HM: In what locations does Building Integrated Communities work?
JG: We work within the state of North Carolina. Any location, any town, or city, within the- any municipality within North Carolina is eligible to participate in the project. Currently, we are working- we always work with a pair of cities. Currently, we are working with Chapel Hill and Siler City. In both places, we are finishing- the planning in Chapel Hill is already finished and this coming week we have our first implementation meeting. Implementation is starting in Chapel Hill. We can say the same about Siler City because tomorrow we will present the action plan to the Board of Commissioners- that in the case of Siler City is equivalent to the City Council. They have a Board of Commissioners and we are presenting the plan so we are- this will be the kickoff of the implementation phase there. Previously, we have worked with Samford, Winston-Salem, High Point, and Greenville. We have worked with six municipalities so far, since the initiative started. I want to mention that the funding that we have- I think this is important. Our funding comes from the Z. Smith Reynolds Foundation that is located in Winston-Salem and that is the only funding source that the initiative has.
HM: How did you get this center- or this foundation- on board to give you the funding? How do you get local government of Chapel Hill, or Siler City, or whatever to be willing to cooperate with you?
JG: I can speak more about the second part of the question. It is a combination. Sometimes we go and look for someone within the government or within the community in a certain location and sometimes it is because of the network that we already have. We have heard about someone who is interested in the project or we get recommendations from, for example, last time that we worked with Sanford, there was someone in the Sanford local government that knew about Siler City and who knew the Town Manager in Siler City so this person talked to Siler City’s Town Manager about us. I wasn’t working at that time with BIC so I’m telling you this from what I have heard so I think that Hannah (Gill) is the right person to answer these- but what I have heard and what we are doing now to look for other city is that we have different strategies to go and invite the cities to apply. Sometimes we go ( ), sometimes they ask us, so it is a combination.
HM: What is the application process like?
JG: I cannot answer that. I know that there is an application process but I have never- I haven’t been there so I don’t know exactly what you have to do. The first part of the question was about the funding- the funding is also- I haven’t- I will experience for the first time this summer working with all aspects of the funding. You have to follow the formalities that are required from the Foundation. Something that right now we are very focused on is gathering all the evidence from our previous experiences in other locations to show to our funding partners that things are happening, and not only that things are happening, but that there are results. The integration- and that there are important improvements in integration in these places that we have been working. I can’t tell you more about this because I don’t have the experience of working on that specific aspect.
HM: Can we talk about the particular case study of Chapel Hill? What have you learned from this year of planning and gathering information about the immigrant community here in Chapel Hill?

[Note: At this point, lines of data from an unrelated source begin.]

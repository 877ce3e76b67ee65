//! Assignment Policy
//!
//! Resolves each fixed task to a validated device by walking the task's
//! preferred categories in order. Resolution is a pure function of the
//! tasks, the device list and the exclusivity flag.

use std::collections::HashSet;
use std::fmt;

use serde::{Deserialize, Serialize};

use crate::hardware::device::{Device, DeviceCategory};

/// The two cooperating workloads
#[derive(Debug, Clone, Copy, PartialEq, Eq, Hash, Serialize, Deserialize)]
#[serde(rename_all = "lowercase")]
pub enum TaskKind {
    /// Face detection
    Detection,
    /// Face recognition
    Recognition,
}

impl TaskKind {
    pub fn as_str(&self) -> &'static str {
        match self {
            TaskKind::Detection => "detection",
            TaskKind::Recognition => "recognition",
        }
    }
}

impl fmt::Display for TaskKind {
    fn fmt(&self, f: &mut fmt::Formatter<'_>) -> fmt::Result {
        f.write_str(self.as_str())
    }
}

/// A logical task and the device categories it prefers, best first
#[derive(Debug, Clone, PartialEq, Eq, Serialize, Deserialize)]
pub struct Task {
    pub kind: TaskKind,
    pub preferences: Vec<DeviceCategory>,
}

impl Task {
    pub fn new(kind: TaskKind, preferences: Vec<DeviceCategory>) -> Self {
        Self { kind, preferences }
    }

    /// Detection runs best on a GPU
    pub fn detection() -> Self {
        Self::new(
            TaskKind::Detection,
            vec![DeviceCategory::Gpu, DeviceCategory::Cpu],
        )
    }

    /// Recognition runs best on an NPU
    pub fn recognition() -> Self {
        Self::new(
            TaskKind::Recognition,
            vec![DeviceCategory::Npu, DeviceCategory::Cpu],
        )
    }
}

/// Why a task ended up where it did
#[derive(Debug, Clone, Copy, PartialEq, Eq, Serialize, Deserialize)]
#[serde(tag = "reason", rename_all = "snake_case")]
pub enum AssignmentReason {
    /// The first preferred category was available
    PreferredMatched,
    /// A later preference was used
    FallbackUsed {
        preferred: DeviceCategory,
        used: DeviceCategory,
    },
    /// No validated device matched any preference
    NoMatchingDevice,
}

/// The device a task was assigned to
#[derive(Debug, Clone, PartialEq, Eq, Serialize, Deserialize)]
pub struct AssignedDevice {
    pub id: String,
    pub category: DeviceCategory,
}

/// Resolved task placement. `device` is None when nothing was available.
#[derive(Debug, Clone, PartialEq, Eq, Serialize, Deserialize)]
pub struct Assignment {
    pub task: TaskKind,
    pub device: Option<AssignedDevice>,
    #[serde(flatten)]
    pub reason: AssignmentReason,
}

/// Overall quality of an assignment set
#[derive(Debug, Clone, Copy, PartialEq, Eq, Serialize, Deserialize)]
#[serde(rename_all = "snake_case")]
pub enum PlanOutcome {
    /// Every task got its first preference
    Optimal,
    /// Some task fell back, but an accelerator is still in use
    Partial,
    /// Every assigned task runs on the CPU
    CpuOnly,
    /// No task has a device
    Unassigned,
}

impl PlanOutcome {
    pub fn evaluate(assignments: &[Assignment]) -> Self {
        let assigned: Vec<&AssignedDevice> =
            assignments.iter().filter_map(|a| a.device.as_ref()).collect();

        if assigned.is_empty() {
            PlanOutcome::Unassigned
        } else if assignments
            .iter()
            .all(|a| a.reason == AssignmentReason::PreferredMatched)
        {
            PlanOutcome::Optimal
        } else if assigned.iter().any(|d| d.category.is_accelerator()) {
            PlanOutcome::Partial
        } else {
            PlanOutcome::CpuOnly
        }
    }
}

/// Assign every task to a validated device.
///
/// Tasks are resolved in slice order; with `exclusive` set a device claimed
/// by an earlier task is skipped by later ones. Unvalidated devices are
/// never assigned.
pub fn assign(tasks: &[Task], devices: &[Device], exclusive: bool) -> Vec<Assignment> {
    let mut claimed: HashSet<&str> = HashSet::new();
    let mut assignments = Vec::with_capacity(tasks.len());

    for task in tasks {
        let found = task.preferences.iter().enumerate().find_map(|(rank, category)| {
            devices
                .iter()
                .filter(|d| d.is_validated() && d.category == *category)
                .find(|d| !(exclusive && claimed.contains(d.id.as_str())))
                .map(|d| (rank, d))
        });

        let assignment = match found {
            Some((rank, device)) => {
                if exclusive {
                    claimed.insert(device.id.as_str());
                }
                let reason = if rank == 0 {
                    AssignmentReason::PreferredMatched
                } else {
                    AssignmentReason::FallbackUsed {
                        preferred: task.preferences[0],
                        used: device.category,
                    }
                };
                tracing::debug!(task = %task.kind, device = %device.id, ?reason, "Task assigned");
                Assignment {
                    task: task.kind,
                    device: Some(AssignedDevice {
                        id: device.id.clone(),
                        category: device.category,
                    }),
                    reason,
                }
            }
            None => {
                tracing::warn!(
                    task = %task.kind,
                    preferences = ?task.preferences,
                    "No validated device matches task preferences"
                );
                Assignment {
                    task: task.kind,
                    device: None,
                    reason: AssignmentReason::NoMatchingDevice,
                }
            }
        };
        assignments.push(assignment);
    }

    assignments
}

JG: One of the highlights of the- concerning the immigrant communities here in Chapel Hill is that we have a very diverse mix. We are not talking only about immigrants from Mexico, Central America, or Latin America. We have many residents of Chinese origin, for example. You may wonder why we have residents of Chinese origin- the answer is that the university is a magnet for that because there are many students- many graduate students that come here to Carolina and in many cases they bring their parents so that their parents can help with the child rearing so they are the caregivers for the kids. Also, many of those students stay here because they got jobs here so they also become immigrants. During the last five to ten years, we have had this arrival of refugees from Burma. Burma is a country in Southeast Asia. There is a permanent conflict between the different ethnic groups in Burma. The United States is one of the main receivers of Burmese refugees. Chapel Hill and Carrboro is one of the spots where these refugees have relocated. There is a mix. We also have immigrants from many other parts of the world. The list is big. We have people from Europe, from different countries in Europe. There are also refugees from countries in Africa. From Central African Republic- no the Democratic Republic of the Congo. From Iraq, too. The mix is diverse. That was one of the main highlights. The other highlight is- it has to do with language access. After we asked them, during the community assessment, the main- the challenge that the community members referred to more often is the language barrier as an obstacle to integrate better within the community. This is especially problematic for the newcomers- people that are coming and don’t know the language. Their English proficiency is very low and they are in the process of learning. For them, it is very challenging. In terms of integrating them into, not only to have access to public services that are offered, but to allow them to participate in civic engagement, for example, or in civic participation. There is a language barrier if members of this community if they would like to join the town advisory boards or to the other boards within the town. The lack of language access is a huge barrier, a huge obstacle. I will say that those are, for me, the two highlights.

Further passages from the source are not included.